B1 Business Preliminary (BEC Preliminary) Writing.
25% of the exam.
Nobody likes writing. It takes more time than speaking because you have to think more, it is easy to make mistakes because you often translate more directly from your own language, and when it is written and sent (because most of the time you write emails don’t you?) then it is final, too late to change or to add anything. You can find some useful resources to help with your writing skills at the bottom of the General Resources page here.
B1 Business Preliminary (BEC Preliminary)
Writing Part One
You have to write a short email or memo. You need to write a message giving some information usually to a colleague or an assistant. The exam gives you three things you need to say.
You have to write 30-40 words.
You can download a sample paper of Writing Part One here.
Guide to the Task
The task is clear and not too complicated. You just need to start the email, say all of the three things using slightly different words, finish the email and move onto part two.
Sounds easy enough, but wait. Who are you writing to again?
Common Mistakes (use the guide and you won’t make these mistakes).
1) Students write in the wrong style or “register”. This means they use the vocabulary or type of words which are not correct or appropriate for the context. For example, if you write an email to a close colleague, someone you work with regularly either face to face or by email then the style of the email is relaxed, friendly, and a little informal. You can start with Hi or Hello, you don’t need to start with Dear Mr/Mrs or Dear John/Jane. If you are writing to someone more senior than you, you generally need to be more professional and polite. So you need to remember who you are writing to.
2) Students do not include all of the three things. It is essential to talk about them all or you cannot complete the task correctly. This is the same in your professional life if your job requires you to do three things and you only do two, then you are not working correctly.
3) Students copy the exact words from the three things which need to be included in the email. Your job is to give the information, to transmit and communicate it, not to copy it. For example, if the task asks you to write to someone…
Apologising for the faulty product
Explaining the origins of the fault.
Saying the new product will be sent.
Here you cannot write.
I apologise for the faulty product, the origins of the fault are… the new product will be sent next week.
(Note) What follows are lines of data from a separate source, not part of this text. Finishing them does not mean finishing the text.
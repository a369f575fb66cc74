//! Configuration validation traits and utilities

use crate::error::{ConfigError, ConfigResult};

/// Trait for validatable configuration
pub trait Validatable {
    /// Validate the configuration
    fn validate(&self) -> ConfigResult<()>;

    /// Get the domain name for error reporting
    fn domain_name(&self) -> &'static str;

    /// Helper to create a domain-specific validation error
    fn validation_error(&self, message: impl Into<String>) -> ConfigError {
        ConfigError::DomainError {
            domain: self.domain_name().to_string(),
            message: message.into(),
        }
    }
}

/// Validate a required string field
pub fn validate_required_string(value: &str, field_name: &str, domain: &str) -> ConfigResult<()> {
    if value.trim().is_empty() {
        return Err(ConfigError::DomainError {
            domain: domain.to_string(),
            message: format!("{} cannot be empty", field_name),
        });
    }
    Ok(())
}

/// Validate a positive number
pub fn validate_positive<T>(value: T, field_name: &str, domain: &str) -> ConfigResult<()>
where
    T: PartialOrd + Default + std::fmt::Display,
{
    if value <= T::default() {
        return Err(ConfigError::DomainError {
            domain: domain.to_string(),
            message: format!("{} must be greater than 0, got {}", field_name, value),
        });
    }
    Ok(())
}

/// Validate that a float lies within `[min, max]`
pub fn validate_range(value: f64, min: f64, max: f64, field_name: &str, domain: &str) -> ConfigResult<()> {
    if !value.is_finite() || value < min || value > max {
        return Err(ConfigError::DomainError {
            domain: domain.to_string(),
            message: format!(
                "{} must be between {} and {}, got {}",
                field_name, min, max, value
            ),
        });
    }
    Ok(())
}

/// Validate an enum choice
pub fn validate_enum_choice<T>(value: &str, valid_choices: &[T], field_name: &str, domain: &str) -> ConfigResult<()>
where
    T: AsRef<str>,
{
    let valid: Vec<&str> = valid_choices.iter().map(|c| c.as_ref()).collect();

    if !valid.iter().any(|&v| v.eq_ignore_ascii_case(value)) {
        return Err(ConfigError::DomainError {
            domain: domain.to_string(),
            message: format!(
                "{} has invalid value '{}'. Valid choices: {}",
                field_name,
                value,
                valid.join(", ")
            ),
        });
    }

    Ok(())
}

#[cfg(test)]
mod tests {
    use super::*;

    #[test]
    fn test_validate_positive() {
        assert!(validate_positive(1u32, "failure_threshold", "circuit_breaker").is_ok());

        let err = validate_positive(0u32, "failure_threshold", "circuit_breaker").unwrap_err();
        assert_eq!(
            err.to_string(),
            "Domain configuration error in circuit_breaker: failure_threshold must be greater than 0, got 0"
        );
    }

    #[test]
    fn test_validate_range() {
        assert!(validate_range(0.0, 0.0, 1.0, "jitter_factor", "retry").is_ok());
        assert!(validate_range(1.0, 0.0, 1.0, "jitter_factor", "retry").is_ok());
        assert!(validate_range(1.5, 0.0, 1.0, "jitter_factor", "retry").is_err());
        assert!(validate_range(f64::NAN, 0.0, 1.0, "jitter_factor", "retry").is_err());
    }

    #[test]
    fn test_validate_enum_choice() {
        let choices = ["exponential", "linear", "fixed"];
        assert!(validate_enum_choice("LINEAR", &choices, "backoff_strategy", "retry").is_ok());
        assert!(validate_enum_choice("fibonacci", &choices, "backoff_strategy", "retry").is_err());
    }
}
This seems obvious, but I have seen numerous students write one or more of the three things in the exam question. This is perhaps because writing is stressful and it is easier to use the words given but it is a mistake and it means you will lose points in the exam.
Below you will find what you need to do.
Read the three things you need to say. They always start with a verb (in the ing form) and then details. Common examples of the verbs are, explaining, saying, telling, apologising, describing, asking.
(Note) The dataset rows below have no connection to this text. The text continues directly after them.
//! Emitting managed error records

use bulwark_core::{ManagedError, Severity};
use tracing::Level;

/// Tracing level for an error of the given severity
pub fn severity_level(severity: Severity) -> Level {
    match severity {
        Severity::Info => Level::INFO,
        Severity::Warning => Level::WARN,
        Severity::Error | Severity::Critical => Level::ERROR,
    }
}

macro_rules! error_event {
    ($level:expr, $error:expr, $record:expr) => {
        tracing::event!(
            $level,
            kind = %$error.kind(),
            code = %$error.code(),
            severity = %$error.severity(),
            component = $error.component().unwrap_or("-"),
            retryable = $error.is_retryable(),
            alert = $error.severity().should_alert(),
            record = %$record,
            "{}",
            $error.message()
        )
    };
}

/// Emit `error` as a structured event, with its serialised record attached.
///
/// The level follows the error's severity, so SYSTEM errors always log at
/// ERROR.
pub fn log_error_record(error: &ManagedError) {
    let record = serde_json::to_string(&error.to_record())
        .unwrap_or_else(|e| format!("{{\"unserialisable\":\"{}\"}}", e));

    match error.severity() {
        Severity::Error | Severity::Critical => error_event!(Level::ERROR, error, record),
        Severity::Warning => error_event!(Level::WARN, error, record),
        Severity::Info => error_event!(Level::INFO, error, record),
    }
}

#[cfg(test)]
mod tests {
    use super::*;
    use bulwark_core::ErrorKind;

    #[test]
    fn test_severity_levels() {
        assert_eq!(severity_level(Severity::Info), Level::INFO);
        assert_eq!(severity_level(Severity::Warning), Level::WARN);
        assert_eq!(severity_level(Severity::Critical), Level::ERROR);
    }

    #[test]
    fn test_system_errors_log_at_error() {
        let error = ManagedError::new(ErrorKind::System, "heap exhausted")
            .with_severity(Severity::Info);
        assert_eq!(severity_level(error.severity()), Level::ERROR);
    }
}
use anyhow::Result;
use bulwark_config::{LogFormat, LoggingConfig};
use tracing_subscriber::EnvFilter;

fn env_filter(log_level: &str) -> EnvFilter {
    EnvFilter::try_new(log_level)
        .or_else(|_| EnvFilter::try_from_default_env())
        .unwrap_or_else(|_| EnvFilter::new("info"))
}

/// Initialize logging from configuration
pub fn init_logging_from_config(config: &LoggingConfig) -> Result<()> {
    let filter = env_filter(config.level.as_str());
    let builder = tracing_subscriber::fmt()
        .with_env_filter(filter)
        .with_file(config.include_location)
        .with_line_number(config.include_location);

    let installed = match config.format {
        LogFormat::Json => builder.json().flatten_event(true).try_init(),
        LogFormat::Text => builder.with_ansi(config.ansi).try_init(),
    };

    // Use try_init to avoid panic if global subscriber already set
    if installed.is_err() {
        tracing::debug!("Global tracing subscriber already initialized, skipping");
    }

    Ok(())
}

/// Initialize simple tracing for basic console output
pub fn init_simple_tracing(log_level: &str) -> Result<()> {
    if tracing_subscriber::fmt()
        .with_env_filter(env_filter(log_level))
        .try_init()
        .is_err()
    {
        tracing::debug!("Global tracing subscriber already initialized, skipping");
    }

    Ok(())
}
Start the email with an appropriate opening. Use Hello + name for your assistant. Use Dear + Mr/Mrs + first name + surname if it is a superior or the name is not given, for example, you are asked to write to the Marketing Manager.
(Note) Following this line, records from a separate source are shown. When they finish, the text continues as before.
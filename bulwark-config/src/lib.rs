//! Configuration management for Bulwark
//!
//! Resilience settings are read from YAML, overridden from `BULWARK_`
//! environment variables and validated before use. Settings apply per
//! resource name, falling back to a shared set of defaults.

pub mod error;
pub mod loader;
pub mod validation;

// Domain-specific configuration modules
pub mod domains;

// Re-export main types
pub use error::{ConfigError, ConfigResult};
pub use loader::ConfigLoader;
pub use validation::Validatable;

// Re-export domain configurations
pub use domains::{
    logging::{LogFormat, LogLevel, LoggingConfig},
    BulwarkConfig,
};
Then do the three actions requested in the task. You will need to include some information from the questions but you will also need to invent some information.
Change the nouns. Try not to repeat the nouns used in the three sentences. Use synonyms or express the same thing in different words. If the sentences use the word “away” say absent or out of the office, if the sentences talk about a product, imagine an example product.
Finish your email with a short polite closing. Best regards is very common and correct, so use it!